== EXERCISE DIRECTIONS ==
Each entry below is to be copied verbatim.

== Dataset excerpts ==
#####

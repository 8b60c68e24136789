//! Account balance calculations.
//!
//! A balance is the sum of posted debit and credit magnitudes over a date
//! range, signed by the account's normal side: positive means the account
//! sits on its expected side.

use std::collections::HashMap;

use chrono::NaiveDate;
use rust_decimal::Decimal;
use serde::{Deserialize, Serialize};

use neraca_shared::types::AccountId;

use super::account::Account;
use super::classifier::NormalSide;
use super::entry::PostedLine;
use super::error::StoreError;
use super::store::{LedgerStore, LineFilter};
use crate::period::DateRange;

/// Raw debit and credit sums for one account.
#[derive(Debug, Clone, Copy, Default, PartialEq, Eq, Serialize, Deserialize)]
#[serde(rename_all = "camelCase")]
pub struct BalanceTotals {
    /// Sum of debits.
    pub debit: Decimal,
    /// Sum of credits.
    pub credit: Decimal,
}

impl BalanceTotals {
    /// Adds one line's amounts.
    pub fn add_line(&mut self, line: &PostedLine) {
        self.debit += line.debit;
        self.credit += line.credit;
    }

    /// Signed net balance for the given normal side.
    #[must_use]
    pub fn net(&self, side: NormalSide) -> Decimal {
        side.signed_change(self.debit, self.credit)
    }
}

/// A net balance split into a single non-negative debit or credit figure.
///
/// At most one side is non-zero.
#[derive(Debug, Clone, Copy, Default, PartialEq, Eq, Serialize, Deserialize)]
#[serde(rename_all = "camelCase")]
pub struct DebitCreditBalance {
    /// Debit column.
    pub debit: Decimal,
    /// Credit column.
    pub credit: Decimal,
}

impl DebitCreditBalance {
    /// Splits a signed net balance onto the debit or credit column.
    #[must_use]
    pub fn from_net(side: NormalSide, net: Decimal) -> Self {
        let positive = net.max(Decimal::ZERO);
        let negative = (-net).max(Decimal::ZERO);
        match side {
            NormalSide::Debit => Self {
                debit: positive,
                credit: negative,
            },
            NormalSide::Credit => Self {
                debit: negative,
                credit: positive,
            },
        }
    }

    /// Signed net balance for the given normal side.
    #[must_use]
    pub fn net(&self, side: NormalSide) -> Decimal {
        side.signed_change(self.debit, self.credit)
    }

    /// Returns true if both columns are zero.
    #[must_use]
    pub fn is_zero(&self) -> bool {
        self.debit.is_zero() && self.credit.is_zero()
    }
}

/// Computes balances by reading posted lines from a [`LedgerStore`].
#[derive(Clone, Copy)]
pub struct BalanceCalculator<'a> {
    store: &'a dyn LedgerStore,
}

impl<'a> BalanceCalculator<'a> {
    /// Creates a calculator over a store.
    #[must_use]
    pub fn new(store: &'a dyn LedgerStore) -> Self {
        Self { store }
    }

    /// Raw debit/credit sums for one account in the range.
    pub async fn totals(
        &self,
        account_id: AccountId,
        range: DateRange,
    ) -> Result<BalanceTotals, StoreError> {
        let lines = self
            .store
            .list_posted_lines(&LineFilter::for_account(account_id, range))
            .await?;
        Ok(sum_lines(&lines))
    }

    /// Signed balance of an account over the range. Zero when no lines match.
    pub async fn account_balance(
        &self,
        account: &Account,
        range: DateRange,
    ) -> Result<Decimal, StoreError> {
        let totals = self.totals(account.id, range).await?;
        Ok(totals.net(NormalSide::of(account.account_type)))
    }

    /// Balance as of a date, split onto one column.
    pub async fn account_debit_credit_balance(
        &self,
        account: &Account,
        as_of: NaiveDate,
    ) -> Result<DebitCreditBalance, StoreError> {
        let side = NormalSide::of(account.account_type);
        let net = self.account_balance(account, DateRange::as_of(as_of)).await?;
        Ok(DebitCreditBalance::from_net(side, net))
    }

    /// Totals for many accounts from a single store read.
    ///
    /// Accounts without lines in the range are absent from the map.
    pub async fn totals_by_account(
        &self,
        account_ids: impl IntoIterator<Item = AccountId>,
        range: DateRange,
    ) -> Result<HashMap<AccountId, BalanceTotals>, StoreError> {
        let lines = self
            .store
            .list_posted_lines(&LineFilter::for_accounts(account_ids, range))
            .await?;
        Ok(group_totals(&lines))
    }
}

/// Sums a set of lines.
#[must_use]
pub fn sum_lines(lines: &[PostedLine]) -> BalanceTotals {
    lines.iter().fold(BalanceTotals::default(), |mut totals, line| {
        totals.add_line(line);
        totals
    })
}

/// Sums lines per account.
#[must_use]
pub fn group_totals(lines: &[PostedLine]) -> HashMap<AccountId, BalanceTotals> {
    let mut totals: HashMap<AccountId, BalanceTotals> = HashMap::new();
    for line in lines {
        totals.entry(line.account_id).or_default().add_line(line);
    }
    totals
}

#####

== TASK SOLUTION ==
repository 8b60c68e24136789
//! Account balance calculations.
//!
//! A balance is the sum of posted debit and credit magnitudes over a date
//! range, signed by the account's normal side: positive means the account
//! sits on its expected side.

use std::collections::HashMap;

use chrono::NaiveDate;
use rust_decimal::Decimal;
use serde::{Deserialize, Serialize};

use neraca_shared::types::AccountId;

use super::account::Account;
use super::classifier::NormalSide;
use super::entry::PostedLine;
use super::error::StoreError;
use super::store::{LedgerStore, LineFilter};
use crate::period::DateRange;

/// Raw debit and credit sums for one account.
#[derive(Debug, Clone, Copy, Default, PartialEq, Eq, Serialize, Deserialize)]
#[serde(rename_all = "camelCase")]
pub struct BalanceTotals {
    /// Sum of debits.
    pub debit: Decimal,
    /// Sum of credits.
    pub credit: Decimal,
}

impl BalanceTotals {
    /// Adds one line's amounts.
    pub fn add_line(&mut self, line: &PostedLine) {
        self.debit += line.debit;
        self.credit += line.credit;
    }

    /// Signed net balance for the given normal side.
    #[must_use]
    pub fn net(&self, side: NormalSide) -> Decimal {
        side.signed_change(self.debit, self.credit)
    }
}

/// A net balance split into a single non-negative debit or credit figure.
///
/// At most one side is non-zero.
#[derive(Debug, Clone, Copy, Default, PartialEq, Eq, Serialize, Deserialize)]
#[serde(rename_all = "camelCase")]
pub struct DebitCreditBalance {
    /// Debit column.
    pub debit: Decimal,
    /// Credit column.
    pub credit: Decimal,
}

impl DebitCreditBalance {
    /// Splits a signed net balance onto the debit or credit column.
    #[must_use]
    pub fn from_net(side: NormalSide, net: Decimal) -> Self {
        let positive = net.max(Decimal::ZERO);
        let negative = (-net).max(Decimal::ZERO);
        match side {
            NormalSide::Debit => Self {
                debit: positive,
                credit: negative,
            },
            NormalSide::Credit => Self {
                debit: negative,
                credit: positive,
            },
        }
    }

    /// Signed net balance for the given normal side.
    #[must_use]
    pub fn net(&self, side: NormalSide) -> Decimal {
        side.signed_change(self.debit, self.credit)
    }

    /// Returns true if both columns are zero.
    #[must_use]
    pub fn is_zero(&self) -> bool {
        self.debit.is_zero() && self.credit.is_zero()
    }
}

/// Computes balances by reading posted lines from a [`LedgerStore`].
#[derive(Clone, Copy)]
pub struct BalanceCalculator<'a> {
    store: &'a dyn LedgerStore,
}

impl<'a> BalanceCalculator<'a> {
    /// Creates a calculator over a store.
    #[must_use]
    pub fn new(store: &'a dyn LedgerStore) -> Self {
        Self { store }
    }

    /// Raw debit/credit sums for one account in the range.
    pub async fn totals(
        &self,
        account_id: AccountId,
        range: DateRange,
    ) -> Result<BalanceTotals, StoreError> {
        let lines = self
            .store
            .list_posted_lines(&LineFilter::for_account(account_id, range))
            .await?;
        Ok(sum_lines(&lines))
    }

    /// Signed balance of an account over the range. Zero when no lines match.
    pub async fn account_balance(
        &self,
        account: &Account,
        range: DateRange,
    ) -> Result<Decimal, StoreError> {
        let totals = self.totals(account.id, range).await?;
        Ok(totals.net(NormalSide::of(account.account_type)))
    }

    /// Balance as of a date, split onto one column.
    pub async fn account_debit_credit_balance(
        &self,
        account: &Account,
        as_of: NaiveDate,
    ) -> Result<DebitCreditBalance, StoreError> {
        let side = NormalSide::of(account.account_type);
        let net = self.account_balance(account, DateRange::as_of(as_of)).await?;
        Ok(DebitCreditBalance::from_net(side, net))
    }

    /// Totals for many accounts from a single store read.
    ///
    /// Accounts without lines in the range are absent from the map.
    pub async fn totals_by_account(
        &self,
        account_ids: impl IntoIterator<Item = AccountId>,
        range: DateRange,
    ) -> Result<HashMap<AccountId, BalanceTotals>, StoreError> {
        let lines = self
            .store
            .list_posted_lines(&LineFilter::for_accounts(account_ids, range))
            .await?;
        Ok(group_totals(&lines))
    }
}

/// Sums a set of lines.
#[must_use]
pub fn sum_lines(lines: &[PostedLine]) -> BalanceTotals {
    lines.iter().fold(BalanceTotals::default(), |mut totals, line| {
        totals.add_line(line);
        totals
    })
}

/// Sums lines per account.
#[must_use]
pub fn group_totals(lines: &[PostedLine]) -> HashMap<AccountId, BalanceTotals> {
    let mut totals: HashMap<AccountId, BalanceTotals> = HashMap::new();
    for line in lines {
        totals.entry(line.account_id).or_default().add_line(line);
    }
    totals
}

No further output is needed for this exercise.